Core histone modification is known to allow cross-talk between other modifications, such as H2B ubiquitylation and H3K4 or H3K36 methylation (Dover et al. 2002; Sun and Allis 2002; Henry et al. 2003). Since ubH2A is closely correlated with H3K9 trimethylation, but not H3K4 methylation during hepatocyte regeneration as shown in Supplemental Figure 1, we investigated whether ubH2A affects H3K9 methylation and H3K4 methylation. For these studies, we used chromatin assembled onto the pGIE4 plasmid, which contains Gal4 recognition sites and theAdE4 core promoter (Pazin et al. 1994).

To test the effect of H3K4 methylation using the reconstituted pure system in vitro, we purified native H3K4 methylase from mouse livers and identified MLL3 (Tan and Chow 2001; Goo et al. 2003) as the major detectable H3K4 methylase (data not shown). MLL3 introduced di- and trimethylation of H3K4, but not monomethylation detected by Western blotting with anti-H3 mono-, di-, and trimethyl K4 antibodies (Fig. 3C). Using purified components in an in vitro system, H3K4 was not methylated in the absence of MLL3 (Fig. 3D, lanes 1–4,9–12). MLL3 introduced di- and trimethylation of H3K4 but not monomethylation of H3K4 in the nucleosome with nonubiquitylated H2A, even in the presence of USP21, heat-inactivated USP21, or USP21CA (Fig. 3D, lanes 5–8). However, the ubiquitylation of H2A inhibited H3K4 methylation (Fig. 3D, lane 13), and USP21, but not heat-inactivated USP21 or USP21CA, relieved this inhibition by deubiquitylating ubH2A (Fig. 3D, lanes 14–16). These results thus reveal a trans-histone interaction in which ubiquitylation of H2A blocks di- and trimethylation of H3K4, and are consistent with the role of ubH2A in transcriptional repression.

Next, we investigated whether ubH2A could affect core histone methylation by G9a. G9a has been reported to induce the methylation of H3K9 and H3K27 using salt-dialyzed recombinant chromatin (Tachibana et al. 2002). Neither H2A ubiquitylation (Fig. 3E, lanes 2,7) nor additional USP21, heat-inactivated USP21, and USP21CA affected H3K9 or H3K27 methylation (Fig. 3E, lanes 3–5,8–10). We also tested the effect of H2A ubiquitylation on histone acetylation by p300 (Ito et al. 2000), a well-characterized coactivator. The ubiquitylation of H2A did not appear to affect the acetylation at H2A K5 or at H3 K14 by p300 (data not shown). It is notable that ubH2A specifically inhibits MLL3 but not G9A or p300.
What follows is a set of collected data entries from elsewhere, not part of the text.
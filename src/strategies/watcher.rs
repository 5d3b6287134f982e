//! Polling file-change watcher.

use std::path::{Path, PathBuf};
use std::time::{Duration, SystemTime};
use tokio::sync::mpsc;
use tokio::task::JoinHandle;
use tokio::time::{MissedTickBehavior, interval};
use tracing::debug;

/// What identifies one version of the watched file.
#[derive(Debug, Clone, Copy, PartialEq, Eq)]
struct Fingerprint {
    modified: Option<SystemTime>,
    len: u64,
}

async fn fingerprint(path: &Path) -> Option<Fingerprint> {
    let meta = tokio::fs::metadata(path).await.ok()?;
    Some(Fingerprint {
        modified: meta.modified().ok(),
        len: meta.len(),
    })
}

/// Watches one file for write or size changes.
///
/// Each detected change sends one notification. The polling task stops when the
/// watcher is dropped or the receiver goes away.
pub struct FileWatcher {
    task: JoinHandle<()>,
}

impl FileWatcher {
    pub fn spawn(path: impl Into<PathBuf>, poll: Duration) -> (Self, mpsc::Receiver<()>) {
        let path = path.into();
        let (tx, rx) = mpsc::channel(1);
        let task = tokio::spawn(async move {
            let mut last = fingerprint(&path).await;
            let mut ticker = interval(poll);
            ticker.set_missed_tick_behavior(MissedTickBehavior::Delay);
            ticker.tick().await;

            loop {
                ticker.tick().await;
                let current = fingerprint(&path).await;
                if current == last {
                    continue;
                }
                last = current;
                debug!(path = %path.display(), "Watched file changed");
                // A pending notification already covers this change.
                if let Err(mpsc::error::TrySendError::Closed(_)) = tx.try_send(()) {
                    break;
                }
            }
        });
        (Self { task }, rx)
    }
}

impl Drop for FileWatcher {
    fn drop(&mut self) {
        self.task.abort();
    }
}
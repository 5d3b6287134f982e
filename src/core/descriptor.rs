//! Display metadata for currencies.
//!
//! Used only for rounding and formatting money values, never for conversion.

use super::currency::Currency;

#[derive(Debug, Clone, Copy, PartialEq, Eq)]
pub struct CurrencyDescriptor {
    pub currency: Currency,
    pub iso_code: &'static str,
    pub symbol: &'static str,
    pub english_name: &'static str,
    pub native_name: &'static str,
    pub decimal_digits: u32,
    pub decimal_separator: char,
    pub group_separator: char,
}

const fn descriptor(
    currency: Currency,
    iso_code: &'static str,
    symbol: &'static str,
    english_name: &'static str,
    native_name: &'static str,
    decimal_digits: u32,
    decimal_separator: char,
    group_separator: char,
) -> CurrencyDescriptor {
    CurrencyDescriptor {
        currency,
        iso_code,
        symbol,
        english_name,
        native_name,
        decimal_digits,
        decimal_separator,
        group_separator,
    }
}

// Indexed by `Currency::index()`.
static DESCRIPTORS: [CurrencyDescriptor; Currency::COUNT] = [
    descriptor(Currency::Unknown, "XXX", "¤", "Unknown", "Unknown", 2, '.', ','),
    descriptor(Currency::Usd, "USD", "$", "US Dollar", "US Dollar", 2, '.', ','),
    descriptor(Currency::Eur, "EUR", "€", "Euro", "Euro", 2, ',', '.'),
    descriptor(Currency::Gbp, "GBP", "£", "UK Pound Sterling", "Pound Sterling", 2, '.', ','),
    descriptor(Currency::Jpy, "JPY", "¥", "Japanese Yen", "円", 0, '.', ','),
    descriptor(Currency::Aud, "AUD", "A$", "Australian Dollar", "Australian Dollar", 2, '.', ','),
    descriptor(Currency::Cad, "CAD", "C$", "Canadian Dollar", "Canadian Dollar", 2, '.', ','),
    descriptor(Currency::Chf, "CHF", "Fr", "Swiss Franc", "Schweizer Franken", 2, '.', '\''),
    descriptor(Currency::Cny, "CNY", "CN¥", "PRC Yuan Renminbi", "人民币", 2, '.', ','),
    descriptor(Currency::Hkd, "HKD", "HK$", "Hong Kong Dollar", "港元", 2, '.', ','),
    descriptor(Currency::Inr, "INR", "₹", "Indian Rupee", "भारतीय रुपया", 2, '.', ','),
    descriptor(Currency::Krw, "KRW", "₩", "Korean Won", "원", 0, '.', ','),
    descriptor(Currency::Mxn, "MXN", "Mex$", "Mexican Peso", "Peso", 2, '.', ','),
    descriptor(Currency::Nzd, "NZD", "NZ$", "New Zealand Dollar", "New Zealand Dollar", 2, '.', ','),
    descriptor(Currency::Pln, "PLN", "zł", "Polish Zloty", "Złoty", 2, ',', ' '),
    descriptor(Currency::Rub, "RUB", "₽", "Russian Ruble", "российский рубль", 2, ',', ' '),
    descriptor(Currency::Sek, "SEK", "kr", "Swedish Krona", "Svensk krona", 2, ',', ' '),
    descriptor(Currency::Sgd, "SGD", "S$", "Singapore Dollar", "Singapore Dollar", 2, '.', ','),
    descriptor(Currency::Try, "TRY", "₺", "Turkish Lira", "Türk Lirası", 2, ',', '.'),
    descriptor(Currency::Uah, "UAH", "₴", "Ukrainian Hryvnia", "українська гривня", 2, ',', ' '),
    descriptor(Currency::Zar, "ZAR", "R", "South African Rand", "Rand", 2, ',', ' '),
    descriptor(Currency::Brl, "BRL", "R$", "Real", "Real", 2, ',', '.'),
    descriptor(Currency::Czk, "CZK", "Kč", "Czech Koruna", "Koruna Česká", 2, ',', ' '),
    descriptor(Currency::Dkk, "DKK", "Dkr", "Danish Krone", "Dansk krone", 2, ',', '.'),
    descriptor(Currency::Nok, "NOK", "Nkr", "Norwegian Krone", "Norsk krone", 2, ',', ' '),
];

impl CurrencyDescriptor {
    pub fn of(currency: Currency) -> &'static CurrencyDescriptor {
        &DESCRIPTORS[currency.index()]
    }

    pub fn all() -> &'static [CurrencyDescriptor] {
        &DESCRIPTORS
    }

    /// Resolves a display symbol to a currency.
    ///
    /// Symbols shared by several currencies resolve to `preferred` when it is one of
    /// them, otherwise to the first match in definition order.
    pub fn find_by_symbol(symbol: &str, preferred: Currency) -> Option<Currency> {
        if CurrencyDescriptor::of(preferred).symbol == symbol {
            return Some(preferred);
        }
        DESCRIPTORS
            .iter()
            .skip(1)
            .find(|d| d.symbol == symbol)
            .map(|d| d.currency)
    }
}

impl Currency {
    pub fn descriptor(self) -> &'static CurrencyDescriptor {
        CurrencyDescriptor::of(self)
    }

    pub fn decimal_digits(self) -> u32 {
        self.descriptor().decimal_digits
    }

    pub fn symbol(self) -> &'static str {
        self.descriptor().symbol
    }
}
Ubiquitylation of H2A represses transcriptional initiation but not elongation by inhibiting H3K4 di- and trimethylation

To clarify the effect of ubiquitylation on gene expression, we examined whether ubH2A affects in vitro transcription. For these experiments, we found that a chemical compound termed KYT-36, which was developed as a cysteine protease inhibitor (Kadowaki et al. 2004), inhibits deubiquitylation but does not affect transcription. KYT-36 can inhibit both recombinant USP21 and the intrinsic ubiquitin-specific protease activity present in Drosophila nuclear extract preparations, used as sources of GTFs (Supplemental Fig. 10). For in vitro transcription, the chromatin was assembled with either ubH2A–H2B or H2A–H2B.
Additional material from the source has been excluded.